I wondered at the parochialism of these people. Didn't they understand that something extraordinary had occurred, requiring extraordinary measures on our part? To be fair, if Sergey hadn't taken a hammer to the image of a polished and perfect brand I had carried with me to Google, I might have been confused as well. We were a corporation, a legal entity providing a product solely to earn a profit—yet here we were, acting like a well-meaning bystander attempting CPR at a car wreck. Should we maintain professional detachment instead of throwing up hurried HTML that made our homepage a mess?
And then there were those who thought we weren't doing enough. A German user suggested we paint our logo black. Steve Schimmel in our business development group argued that our response lacked a "human side"—that we should put a "message of sorrow" on the homepage. Cindy and I disagreed with both of them. It didn't feel appropriate to jump in so quickly with a condolence message, while news was still pouring out. Would we look insincere? Awkward? Or worse, would we seem to be capitalizing on a national tragedy? I didn't want to make any rash decisions we might later view as ill-conceived. Already I saw disturbing opportunism cropping up around us. One news organization asked to be moved higher on our list while others demanded to know why their competitors appeared and they didn't. The jostling and jockeying for position intensified by the hour.
I shared with Steve my belief that expressing personal grief through our website logo or a homepage message would trivialize an overwhelming tragedy. The wound was too raw for us to give voice to the pain we all felt. What I didn't tell him was that I felt it would be self-aggrandizing, as if Google were saying, "Look at us. Look how important we are. On this day of despair, we're making a statement on our homepage. Isn't that special?"

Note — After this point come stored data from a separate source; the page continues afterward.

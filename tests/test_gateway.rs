//! End-to-end tests: client -> gateway -> handler -> mock upstream

mod common;

use coffee_proxy::config::CorsConfig;
use coffee_proxy::http::cors::CorsPolicy;
use coffee_proxy::proxy::ForwardingHandler;
use coffee_proxy::server::gateway::Gateway;
use coffee_proxy::server::listener;
use common::{MockUpstream, Reply, dead_base_url};
use std::time::Duration;
use tokio::io::{AsyncReadExt, AsyncWriteExt};
use tokio::net::{TcpListener, TcpStream};
use url::Url;

async fn start_gateway(base_url: Url, invocation_timeout: Duration) -> String {
    let gateway = Gateway::new(
        ForwardingHandler::new(base_url).unwrap(),
        CorsPolicy::new(&CorsConfig::default()),
        invocation_timeout,
    );
    let tcp = TcpListener::bind("127.0.0.1:0").await.unwrap();
    let addr = tcp.local_addr().unwrap().to_string();
    tokio::spawn(listener::serve(tcp, gateway));
    addr
}

/// Send one raw request and split the reply into head and body.
async fn roundtrip(addr: &str, raw: &str) -> (String, Vec<u8>) {
    let mut stream = TcpStream::connect(addr).await.unwrap();
    stream.write_all(raw.as_bytes()).await.unwrap();

    let mut reply = Vec::new();
    stream.read_to_end(&mut reply).await.unwrap();

    let split = reply
        .windows(4)
        .position(|w| w == b"\r\n\r\n")
        .expect("response head");
    let head = String::from_utf8(reply[..split].to_vec()).unwrap();
    (head, reply[split + 4..].to_vec())
}

#[tokio::test]
async fn test_get_returns_decoded_upstream_body() {
    let upstream = MockUpstream::start(Reply::Full {
        status: 200,
        body: br#"{"file":"a.jpg"}"#.to_vec(),
    })
    .await;
    let addr = start_gateway(upstream.base_url.clone(), Duration::from_secs(10)).await;

    let (head, body) = roundtrip(
        &addr,
        "GET /random.json?cache=1 HTTP/1.1\r\nHost: x\r\nOrigin: https://site.example\r\nConnection: close\r\n\r\n",
    )
    .await;

    assert!(head.starts_with("HTTP/1.1 200 OK"));
    assert!(head.contains("Access-Control-Allow-Origin: *"));
    assert_eq!(body, br#"{"file":"a.jpg"}"#);
    // Query string is not forwarded
    assert_eq!(upstream.requests(), vec!["GET /random.json HTTP/1.1"]);
}

#[tokio::test]
async fn test_preflight_is_answered_without_upstream_call() {
    let upstream = MockUpstream::start(Reply::Full {
        status: 200,
        body: b"unused".to_vec(),
    })
    .await;
    let addr = start_gateway(upstream.base_url.clone(), Duration::from_secs(10)).await;

    let (head, body) = roundtrip(
        &addr,
        "OPTIONS /random.json HTTP/1.1\r\nOrigin: https://site.example\r\nAccess-Control-Request-Method: GET\r\nConnection: close\r\n\r\n",
    )
    .await;

    assert!(head.starts_with("HTTP/1.1 204 No Content"));
    assert!(head.contains("Access-Control-Max-Age: 3600"));
    assert!(head.contains("Access-Control-Allow-Origin: *"));
    assert!(body.is_empty());
    assert!(upstream.requests().is_empty());
}

#[tokio::test]
async fn test_unreachable_upstream_returns_500() {
    let addr = start_gateway(dead_base_url().await, Duration::from_secs(10)).await;

    let (head, body) = roundtrip(&addr, "GET /random.json HTTP/1.1\r\nConnection: close\r\n\r\n").await;

    assert!(head.starts_with("HTTP/1.1 500 Internal Server Error"));
    assert_eq!(body, b"Internal Server Error");
}

#[tokio::test]
async fn test_invocation_timeout_returns_502() {
    let upstream = MockUpstream::start(Reply::Hang).await;
    let addr = start_gateway(upstream.base_url.clone(), Duration::from_millis(200)).await;

    let (head, _) = roundtrip(&addr, "GET /slow HTTP/1.1\r\nConnection: close\r\n\r\n").await;

    assert!(head.starts_with("HTTP/1.1 502 Bad Gateway"));
    assert_eq!(upstream.requests(), vec!["GET /slow HTTP/1.1"]);
}

#[tokio::test]
async fn test_malformed_request_returns_400() {
    let addr = start_gateway(dead_base_url().await, Duration::from_secs(10)).await;

    let (head, _) = roundtrip(&addr, "BREW /pot HTTP/1.1\r\n\r\n").await;

    assert!(head.starts_with("HTTP/1.1 400 Bad Request"));
}

#[tokio::test]
async fn test_keep_alive_serves_two_requests() {
    let upstream = MockUpstream::start(Reply::Full {
        status: 200,
        body: b"hi".to_vec(),
    })
    .await;
    let addr = start_gateway(upstream.base_url.clone(), Duration::from_secs(10)).await;

    let (head, body) = roundtrip(
        &addr,
        "GET /one HTTP/1.1\r\n\r\nGET /two HTTP/1.1\r\nConnection: close\r\n\r\n",
    )
    .await;

    assert!(head.starts_with("HTTP/1.1 200 OK"));
    // Second response follows the first body on the same connection
    let rest = String::from_utf8_lossy(&body);
    assert!(rest.starts_with("hi"));
    assert!(rest.contains("HTTP/1.1 200 OK"));
    assert_eq!(upstream.requests(), vec!["GET /one HTTP/1.1", "GET /two HTTP/1.1"]);
}

#[tokio::test]
async fn test_head_response_has_length_but_no_body() {
    let upstream = MockUpstream::start(Reply::Full {
        status: 200,
        body: b"BODYBYTES".to_vec(),
    })
    .await;
    let addr = start_gateway(upstream.base_url.clone(), Duration::from_secs(10)).await;

    // A HEAD reply followed by a GET on the same connection: the GET's status
    // line must start right after the HEAD head.
    let (head, rest) = roundtrip(
        &addr,
        "HEAD /x HTTP/1.1\r\n\r\nGET /x HTTP/1.1\r\nConnection: close\r\n\r\n",
    )
    .await;

    assert!(head.starts_with("HTTP/1.1 200 OK"));
    assert!(head.contains("Content-Length: 9"));
    let rest = String::from_utf8_lossy(&rest);
    assert!(rest.starts_with("HTTP/1.1 200 OK"));
    assert!(rest.ends_with("\r\n\r\nBODYBYTES"));
}

#[tokio::test]
async fn test_oversized_body_returns_413() {
    let addr = start_gateway(dead_base_url().await, Duration::from_secs(10)).await;

    let (head, _) = roundtrip(
        &addr,
        "POST /upload HTTP/1.1\r\nContent-Length: 99999999999\r\n\r\n",
    )
    .await;

    assert!(head.starts_with("HTTP/1.1 413 Payload Too Large"));
}

#[tokio::test]
async fn test_envelope_response_defaults_to_json_content_type() {
    let upstream = MockUpstream::start(Reply::Full {
        status: 200,
        body: br#"{"file":"a.jpg"}"#.to_vec(),
    })
    .await;
    let addr = start_gateway(upstream.base_url.clone(), Duration::from_secs(10)).await;

    let (head, _) = roundtrip(&addr, "GET /random.json HTTP/1.1\r\nConnection: close\r\n\r\n").await;

    assert!(head.contains("Content-Type: application/json"));
}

As usual, Sergey was there to help with my dilemma. "I'd like to put a mourning message on the site," he said. "Offering condolences and a link to more information." Okay then. I drafted the wording and sent it to him, along with my reservations about his timing. He brushed off my concerns and directed me to put up a link the next day, pointing to our expression of sorrow and support.
I went home that evening shaken and depressed. At least I had been able to share in the illusion that I had been doing something useful instead of sitting by and watching impotently.
"So this is how Google handles a crisis," I thought, as I monitored email late into the night. We had no comprehensive plan in place, but there was neither panic nor chaos. In this unique set of circumstances, people did what they did best and thought about how they could do more. We worked through problems, devised solutions, and calmly discussed contentious issues. Ultimately, our leaders made decisions that ended debate and we moved ahead.
The next day did not start well. The Washington Post interpreted our message directing users to their TVs to mean Google itself had been unable to handle increased traffic. Users asked why we had not modified our logo to honor those killed, or at least put a flag on our homepage to show solidarity with our countrymen. We changed our logo for less important things. Why not this? I've explained how I felt about a commemorative logo, but I had separate reservations about pasting a flag on the homepage. To me, waving the Stars and Stripes would provide immediate gratification but send the wrong message. I felt physically ill watching my country under attack, but I didn't want Google making a knee-jerk nationalistic gesture just to prove we were loyal Americans. Too many people had claimed moral superiority before 9/11 because they had flags in their hands—even as they acted to promote their own interests.
My dad flew night missions with the OSS over Germany and occupied France during World War II. He taught me that anyone can wave a flag; that the true measure of patriotism is what you actually do when your country needs you. I took that message to heart. Still, we at Google were Americans and we wanted to show our support—and it quickly became obvious that our users, at least those in this country, expected us to do so. I tried to figure out a way to do it appropriately.
Meanwhile, Tim Armstrong, the head of our New York sales team,* told us they were planning to reopen Google's midtown office the following day. They had emptied the kitchens and given the food to firefighters and police, but they were anxious to reestablish some sense of routine.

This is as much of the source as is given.